• **The input**
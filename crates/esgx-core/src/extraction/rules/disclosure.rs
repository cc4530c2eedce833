//! Detection of affirmed qualitative disclosures ("aligned with TCFD").

use super::alias::AliasPattern;
use crate::error::ConfigError;
use crate::models::config::DEFAULT_AFFIRMATION_KEYWORDS;

/// Page-level co-occurrence test of an alias and an affirmation keyword.
///
/// Alias and keyword may appear anywhere on the page; proximity is not checked.
#[derive(Debug, Clone)]
pub struct DisclosureDetector {
    keywords: Vec<AliasPattern>,
}

impl DisclosureDetector {
    /// Detector using the default affirmation keywords.
    pub fn new() -> Result<Self, ConfigError> {
        Self::with_keywords(&DEFAULT_AFFIRMATION_KEYWORDS)
    }

    /// Detector using custom keywords, matched like aliases.
    pub fn with_keywords<S: AsRef<str>>(keywords: &[S]) -> Result<Self, ConfigError> {
        let keywords = keywords
            .iter()
            .map(|k| k.as_ref())
            .filter(|k| !k.trim().is_empty())
            .map(AliasPattern::new)
            .collect::<Result<Vec<_>, _>>()?;

        if keywords.is_empty() {
            return Err(ConfigError::Setting(
                "at least one affirmation keyword is required".to_string(),
            ));
        }

        Ok(Self { keywords })
    }

    /// True when any alias and any keyword both occur in `text`.
    pub fn is_affirmed(&self, text: &str, aliases: &[AliasPattern]) -> bool {
        aliases.iter().any(|a| a.is_match(text)) && self.has_affirmation(text)
    }

    fn has_affirmation(&self, text: &str) -> bool {
        self.keywords.iter().any(|k| k.is_match(text))
    }
}
//! Page-by-metric extraction over a whole document.

use serde::Serialize;
use tracing::{debug, info, warn};

use crate::error::ConfigError;
use crate::models::config::ExtractionConfig;
use crate::models::document::{DocumentText, PageText};
use crate::models::metric::MetricSet;
use crate::models::observation::{DocumentContext, DocumentSummary, MetricObservation};

use super::rules::{detect_context, CompiledMetric, DisclosureDetector, YearExtractor};

/// Everything extracted from one readable document.
#[derive(Debug, Clone, PartialEq, Eq, Serialize)]
pub struct DocumentReport {
    pub source_file: String,
    pub page_count: usize,
    pub context: DocumentContext,
    /// Rows in (page, metric definition) order.
    pub observations: Vec<MetricObservation>,
    pub summary: DocumentSummary,
}

impl DocumentReport {
    pub fn has_metrics(&self) -> bool {
        !self.observations.is_empty()
    }
}

/// Result of running the extractor on a document.
#[derive(Debug, Clone, PartialEq, Eq)]
pub enum ExtractionOutcome {
    Extracted(DocumentReport),
    /// Every page is blank; the document needs OCR before it can be read.
    EmptyText { source_file: String, page_count: usize },
}

impl ExtractionOutcome {
    pub fn into_report(self) -> Option<DocumentReport> {
        match self {
            ExtractionOutcome::Extracted(report) => Some(report),
            ExtractionOutcome::EmptyText { .. } => None,
        }
    }
}

/// Extraction engine for a fixed metric set.
///
/// Holds no per-document state, so one instance can serve many documents.
pub struct MetricExtractor {
    metrics: Vec<CompiledMetric>,
    disclosure: DisclosureDetector,
    years: YearExtractor,
    context_pages: Option<usize>,
}

impl MetricExtractor {
    /// Compile `metrics` with the given settings.
    ///
    /// Every alias is compiled here, so a bad definition fails before any page is read.
    pub fn new(metrics: &MetricSet, config: &ExtractionConfig) -> Result<Self, ConfigError> {
        if config.min_year > config.max_year {
            return Err(ConfigError::Setting(format!(
                "min_year {} is greater than max_year {}",
                config.min_year, config.max_year
            )));
        }
        if config.max_unit_len == 0 {
            return Err(ConfigError::Setting(
                "max_unit_len must be at least 1".to_string(),
            ));
        }

        let compiled = metrics
            .iter()
            .map(|m| CompiledMetric::compile(m.clone(), config.window_chars, config.max_unit_len))
            .collect::<Result<Vec<_>, _>>()?;

        debug!(
            "Compiled {} metrics (window {}, unit length {})",
            compiled.len(),
            config.window_chars,
            config.max_unit_len
        );

        Ok(Self {
            metrics: compiled,
            disclosure: DisclosureDetector::with_keywords(config.affirmation_keywords.as_slice())?,
            years: YearExtractor::with_range(config.min_year, config.max_year),
            context_pages: config.context_pages,
        })
    }

    pub fn metric_count(&self) -> usize {
        self.metrics.len()
    }

    /// Observations for one page, in metric definition order.
    pub fn extract_page(&self, page: &PageText) -> Vec<MetricObservation> {
        self.metrics
            .iter()
            .filter_map(|m| m.resolve(page, &self.disclosure))
            .collect()
    }

    /// Observations for all pages, without document context.
    pub fn extract_pages(&self, pages: &[PageText]) -> Vec<MetricObservation> {
        pages.iter().flat_map(|p| self.extract_page(p)).collect()
    }

    /// Company and reporting year for a document.
    pub fn detect_context(&self, document: &DocumentText) -> DocumentContext {
        let content = match self.context_pages {
            Some(n) => document.leading_text(n),
            None => document.full_text(),
        };
        detect_context(&content, &document.source_file, &self.years)
    }

    /// Run the full pipeline on a document.
    pub fn extract(&self, document: &DocumentText) -> ExtractionOutcome {
        if document.is_blank() {
            warn!(
                "No text extracted from {} ({} pages)",
                document.source_file,
                document.page_count()
            );
            return ExtractionOutcome::EmptyText {
                source_file: document.source_file.clone(),
                page_count: document.page_count(),
            };
        }

        info!(
            "Extracting {} metrics from {} ({} pages)",
            self.metrics.len(),
            document.source_file,
            document.page_count()
        );

        let mut observations = self.extract_pages(&document.pages);
        let context = self.detect_context(document);
        for row in &mut observations {
            row.attach_context(&context, &document.source_file);
        }

        let summary = DocumentSummary::from_observations(&context, &observations);

        info!(
            "{}: {} observations, {} distinct metrics (company '{}', year {:?})",
            document.source_file,
            observations.len(),
            summary.len(),
            context.company_name,
            context.report_year
        );

        ExtractionOutcome::Extracted(DocumentReport {
            source_file: document.source_file.clone(),
            page_count: document.page_count(),
            context,
            observations,
            summary,
        })
    }
}

#[cfg(test)]
mod tests {
    use super::*;
    use crate::models::observation::MetricValue;
    use pretty_assertions::assert_eq;
    use rust_decimal::Decimal;
    use std::str::FromStr;

    const METRICS: &str = r#"{
        "metrics": [
            {
                "canonical_name": "Scope 1 Emissions",
                "json_key": "scope1_emissions",
                "category": "environmental",
                "aliases": ["Scope 1 Emissions"],
                "unit_hints": ["tCO2e"]
            },
            {
                "canonical_name": "Board Diversity",
                "json_key": "board_diversity",
                "category": "governance",
                "aliases": ["Board Diversity"],
                "unit_hints": ["%"]
            },
            {
                "canonical_name": "TCFD Alignment",
                "json_key": "tcfd_aligned",
                "category": "governance",
                "aliases": ["TCFD"],
                "unit_hints": [],
                "boolean": true
            }
        ]
    }"#;

    fn extractor() -> MetricExtractor {
        MetricExtractor::new(&MetricSet::from_json(METRICS).unwrap(), &ExtractionConfig::default()).unwrap()
    }

    fn number(s: &str) -> MetricValue {
        MetricValue::Number(Decimal::from_str(s).unwrap())
    }

    fn extracted(outcome: ExtractionOutcome) -> DocumentReport {
        outcome.into_report().expect("document should have text")
    }

    #[test]
    fn test_single_page_three_metrics() {
        let doc = DocumentText::from_pages(
            "ACME_2024_ESG_Report.pdf",
            ["Scope 1 Emissions: 4,500 tCO2e. Board Diversity: 30%. We are aligned with TCFD."],
        );
        let report = extracted(extractor().extract(&doc));

        let rows: Vec<_> = report
            .observations
            .iter()
            .map(|o| (o.json_key.as_str(), o.value.clone(), o.unit.as_str(), o.source_page))
            .collect();
        assert_eq!(
            rows,
            vec![
                ("scope1_emissions", number("4500"), "tCO2e", 1),
                ("board_diversity", number("30"), "%", 1),
                ("tcfd_aligned", MetricValue::Flag(true), "boolean", 1),
            ]
        );

        let first = &report.observations[0];
        assert_eq!(first.company_name, "ACME");
        assert_eq!(first.report_year, Some(2024));
        assert_eq!(first.year, Some(2024));
        assert_eq!(first.source_file, "ACME_2024_ESG_Report.pdf");

        assert_eq!(report.summary.environmental.len(), 1);
        assert_eq!(report.summary.governance.len(), 2);
        assert_eq!(report.summary.get("tcfd_aligned"), Some(&MetricValue::Flag(true)));
    }

    #[test]
    fn test_rows_follow_metric_order_within_page() {
        let doc = DocumentText::from_pages(
            "x.pdf",
            ["Board Diversity: 25%. Scope 1 Emissions 12 tCO2e."],
        );
        let report = extracted(extractor().extract(&doc));
        let keys: Vec<_> = report.observations.iter().map(|o| o.json_key.as_str()).collect();
        assert_eq!(keys, vec!["scope1_emissions", "board_diversity"]);
    }

    #[test]
    fn test_first_page_wins_in_summary() {
        let doc = DocumentText::from_pages(
            "x.pdf",
            [
                "Overview only.",
                "Scope 1 Emissions: 100 tCO2e",
                "Scope 1 Emissions: 200 tCO2e",
            ],
        );
        let report = extracted(extractor().extract(&doc));

        let pages: Vec<_> = report.observations.iter().map(|o| o.source_page).collect();
        assert_eq!(pages, vec![2, 3]);
        assert_eq!(report.summary.get("scope1_emissions"), Some(&number("100")));
    }

    #[test]
    fn test_extraction_is_repeatable() {
        let doc = DocumentText::from_pages(
            "Globex_Sustainability_2023.pdf",
            [
                "FY 2023 highlights. Scope 1 Emissions 1,020.5 tCO2e",
                "Board Diversity 40 %, policies adopted in line with TCFD",
            ],
        );
        let extractor = extractor();
        let first = extracted(extractor.extract(&doc));
        let second = extracted(extractor.extract(&doc));

        assert_eq!(first, second);
        assert_eq!(
            serde_json::to_string(&first).unwrap(),
            serde_json::to_string(&second).unwrap()
        );
    }

    #[test]
    fn test_blank_document_signalled() {
        let doc = DocumentText::from_pages("scan.pdf", ["", "  \n "]);
        assert_eq!(
            extractor().extract(&doc),
            ExtractionOutcome::EmptyText {
                source_file: "scan.pdf".to_string(),
                page_count: 2,
            }
        );
    }

    #[test]
    fn test_no_metrics_is_not_an_error() {
        let doc = DocumentText::from_pages("x.pdf", ["Nothing measurable here."]);
        let report = extracted(extractor().extract(&doc));
        assert!(!report.has_metrics());
        assert!(report.summary.is_empty());
    }

    #[test]
    fn test_context_pages_limit() {
        let doc = DocumentText::from_pages(
            "x.pdf",
            ["Published 2019.", "Data for 2022, 2022 and 2022."],
        );
        assert_eq!(extractor().detect_context(&doc).report_year, Some(2022));

        let config = ExtractionConfig {
            context_pages: Some(1),
            ..ExtractionConfig::default()
        };
        let limited = MetricExtractor::new(&MetricSet::from_json(METRICS).unwrap(), &config).unwrap();
        assert_eq!(limited.detect_context(&doc).report_year, Some(2019));
    }

    #[test]
    fn test_invalid_settings_rejected() {
        let metrics = MetricSet::from_json(METRICS).unwrap();

        let config = ExtractionConfig {
            min_year: 2050,
            max_year: 2020,
            ..ExtractionConfig::default()
        };
        assert!(matches!(
            MetricExtractor::new(&metrics, &config),
            Err(ConfigError::Setting(_))
        ));

        let config = ExtractionConfig {
            affirmation_keywords: vec![],
            ..ExtractionConfig::default()
        };
        assert!(MetricExtractor::new(&metrics, &config).is_err());
    }

    #[test]
    fn test_builtin_metric_set_compiles() {
        let metrics = MetricSet::builtin().unwrap();
        let extractor = MetricExtractor::new(&metrics, &ExtractionConfig::default()).unwrap();
        assert_eq!(extractor.metric_count(), metrics.len());
    }
}
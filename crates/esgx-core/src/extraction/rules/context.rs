//! Reporting year and company inference for a whole document.

use std::path::Path;

use tracing::debug;

use super::patterns::{FILENAME_NOISE, FILENAME_YEAR, FISCAL_YEAR, MULTI_SPACE, YEAR_TOKEN};
use super::FieldExtractor;
use crate::models::observation::DocumentContext;

/// Standalone 20xx years within a plausible reporting range.
#[derive(Debug, Clone, Copy)]
pub struct YearExtractor {
    min_year: i32,
    max_year: i32,
}

impl YearExtractor {
    pub fn new() -> Self {
        Self::with_range(2010, 2100)
    }

    pub fn with_range(min_year: i32, max_year: i32) -> Self {
        Self { min_year, max_year }
    }
}

impl Default for YearExtractor {
    fn default() -> Self {
        Self::new()
    }
}

impl FieldExtractor for YearExtractor {
    type Output = i32;

    fn extract(&self, text: &str) -> Option<Self::Output> {
        self.extract_all(text).into_iter().next()
    }

    fn extract_all(&self, text: &str) -> Vec<Self::Output> {
        YEAR_TOKEN
            .captures_iter(text)
            .filter_map(|caps| caps[1].parse::<i32>().ok())
            .filter(|y| (self.min_year..=self.max_year).contains(y))
            .collect()
    }
}

/// Year of an explicit "FY 20xx" marker, if any.
pub fn detect_fiscal_year(text: &str) -> Option<i32> {
    FISCAL_YEAR
        .captures(text)
        .and_then(|caps| caps[1].parse().ok())
}

/// Most frequent year; among equally frequent years the first seen wins.
pub fn most_frequent_year(years: &[i32]) -> Option<i32> {
    let mut counts: Vec<(i32, usize)> = Vec::new();
    for &year in years {
        match counts.iter_mut().find(|(y, _)| *y == year) {
            Some((_, count)) => *count += 1,
            None => counts.push((year, 1)),
        }
    }

    let mut best: Option<(i32, usize)> = None;
    for (year, count) in counts {
        if best.map_or(true, |(_, c)| count > c) {
            best = Some((year, count));
        }
    }
    best.map(|(year, _)| year)
}

fn file_stem(source_file: &str) -> String {
    Path::new(source_file)
        .file_stem()
        .map(|s| s.to_string_lossy().into_owned())
        .unwrap_or_default()
}

/// Infer the reporting year from the joined document text.
///
/// Precedence: an "FY 20xx" marker, then the most frequent in-range year,
/// then a 20xx in the file name.
pub fn detect_year(content: &str, source_file: &str, years: &YearExtractor) -> Option<i32> {
    if let Some(year) = detect_fiscal_year(content) {
        debug!("Report year {} from fiscal year marker", year);
        return Some(year);
    }

    if let Some(year) = most_frequent_year(&years.extract_all(content)) {
        debug!("Report year {} from year frequency", year);
        return Some(year);
    }

    let stem = file_stem(source_file);
    let year = FILENAME_YEAR
        .captures(&stem)
        .and_then(|caps| caps[1].parse().ok());
    if let Some(year) = year {
        debug!("Report year {} from file name", year);
    }
    year
}

/// Guess the company from the file name by stripping report boilerplate.
///
/// Falls back to the bare stem when nothing else is left.
pub fn detect_company_name(source_file: &str) -> String {
    let stem = file_stem(source_file);
    let cleaned = FILENAME_NOISE.replace_all(&stem, " ");
    let cleaned = MULTI_SPACE.replace_all(&cleaned, " ");
    let cleaned = cleaned.trim();

    if cleaned.is_empty() {
        stem
    } else {
        cleaned.to_string()
    }
}

/// Company and reporting year for a document.
pub fn detect_context(content: &str, source_file: &str, years: &YearExtractor) -> DocumentContext {
    DocumentContext {
        company_name: detect_company_name(source_file),
        report_year: detect_year(content, source_file, years),
    }
}
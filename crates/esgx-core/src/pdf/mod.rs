//! PDF processing module.

mod extractor;

pub use extractor::PdfExtractor;

use crate::error::PdfError;

/// Result type for PDF operations.
pub type Result<T> = std::result::Result<T, PdfError>;

/// Trait for PDF processing implementations.
pub trait PdfProcessor {
    /// Load a PDF from bytes.
    fn load(&mut self, data: &[u8]) -> Result<()>;

    /// Get the number of pages in the PDF.
    fn page_count(&self) -> u32;

    /// Extract text page by page, in page order.
    fn extract_page_texts(&self) -> Result<Vec<String>>;
}
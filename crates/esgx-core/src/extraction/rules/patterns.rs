//! Common regex patterns for report metric extraction.

use lazy_static::lazy_static;
use regex::Regex;

/// Numeric literal: plain digits or comma-grouped thousands, optional decimals.
pub const NUMBER: &str = r"(?:\d{1,3}(?:,\d{3})+|\d+)(?:\.\d+)?";

/// Unit token following a number ("%", "tCO2e", "m3", "$", "MWh/yr").
pub const UNIT: &str = r"[%A-Za-z/$\-][%A-Za-z0-9/$\-]*";

lazy_static! {
    // Whole-string numeric literal
    pub static ref NUMBER_LITERAL: Regex = Regex::new(
        &format!(r"^{}$", NUMBER)
    ).unwrap();

    // Explicit fiscal year ("FY2024", "FY 2023")
    pub static ref FISCAL_YEAR: Regex = Regex::new(
        r"(?i)\bFY\s*(2[01]\d{2})\b"
    ).unwrap();

    // Standalone 20xx year
    pub static ref YEAR_TOKEN: Regex = Regex::new(
        r"\b(20\d{2})\b"
    ).unwrap();

    // 20xx anywhere in a file name
    pub static ref FILENAME_YEAR: Regex = Regex::new(
        r"(20\d{2})"
    ).unwrap();

    // Report boilerplate stripped from file names to leave the company
    pub static ref FILENAME_NOISE: Regex = Regex::new(
        r"(?i)(?:ESG|Sustainability|Report|CSR|Annual|FY|20\d{2}|_|-)+"
    ).unwrap();

    pub static ref MULTI_SPACE: Regex = Regex::new(
        r"\s{2,}"
    ).unwrap();
}
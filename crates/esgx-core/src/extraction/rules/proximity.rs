//! Numeric values found within a bounded window after an alias.

use regex::Regex;

use super::alias::AliasPattern;
use super::patterns::{NUMBER, UNIT};
use super::{Candidate, FieldExtractor};
use crate::error::ConfigError;

/// Finds the first number (and its unit) after every occurrence of one alias.
#[derive(Debug, Clone)]
pub struct ProximityExtractor {
    regex: Regex,
    max_unit_len: usize,
}

impl ProximityExtractor {
    /// Characters searched after an alias.
    pub const DEFAULT_WINDOW: usize = 120;
    /// Longest unit token kept.
    pub const DEFAULT_MAX_UNIT_LEN: usize = 12;

    pub fn new(alias: &str) -> Result<Self, ConfigError> {
        Self::with_limits(alias, Self::DEFAULT_WINDOW, Self::DEFAULT_MAX_UNIT_LEN)
    }

    /// Build with a custom window and unit length bound.
    pub fn with_limits(
        alias: &str,
        window: usize,
        max_unit_len: usize,
    ) -> Result<Self, ConfigError> {
        let alias = AliasPattern::new(alias)?;
        // The window is lazy so the first number after the alias wins.
        let pattern = format!(
            r"(?is){}.{{0,{}}}?({})\s*({})?",
            alias.fragment(),
            window,
            NUMBER,
            UNIT
        );
        let regex = Regex::new(&pattern).map_err(|source| ConfigError::Pattern {
            phrase: alias.alias().to_string(),
            source,
        })?;

        Ok(Self {
            regex,
            max_unit_len,
        })
    }
}

impl FieldExtractor for ProximityExtractor {
    type Output = Candidate;

    fn extract(&self, text: &str) -> Option<Self::Output> {
        self.extract_all(text).into_iter().next()
    }

    fn extract_all(&self, text: &str) -> Vec<Self::Output> {
        let mut results = Vec::new();

        for caps in self.regex.captures_iter(text) {
            let Some(number) = caps.get(1) else {
                continue;
            };
            let unit: String = caps
                .get(2)
                .map(|m| m.as_str().trim())
                .unwrap_or("")
                .chars()
                .take(self.max_unit_len)
                .collect();

            results.push(Candidate::new(number.as_str(), unit));
        }

        results
    }
}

• **Instructions to follow**
In the listing, return each line containing the string "processing".

• **Reply to the task**
//! PDF processing module.
/// Trait for PDF processing implementations.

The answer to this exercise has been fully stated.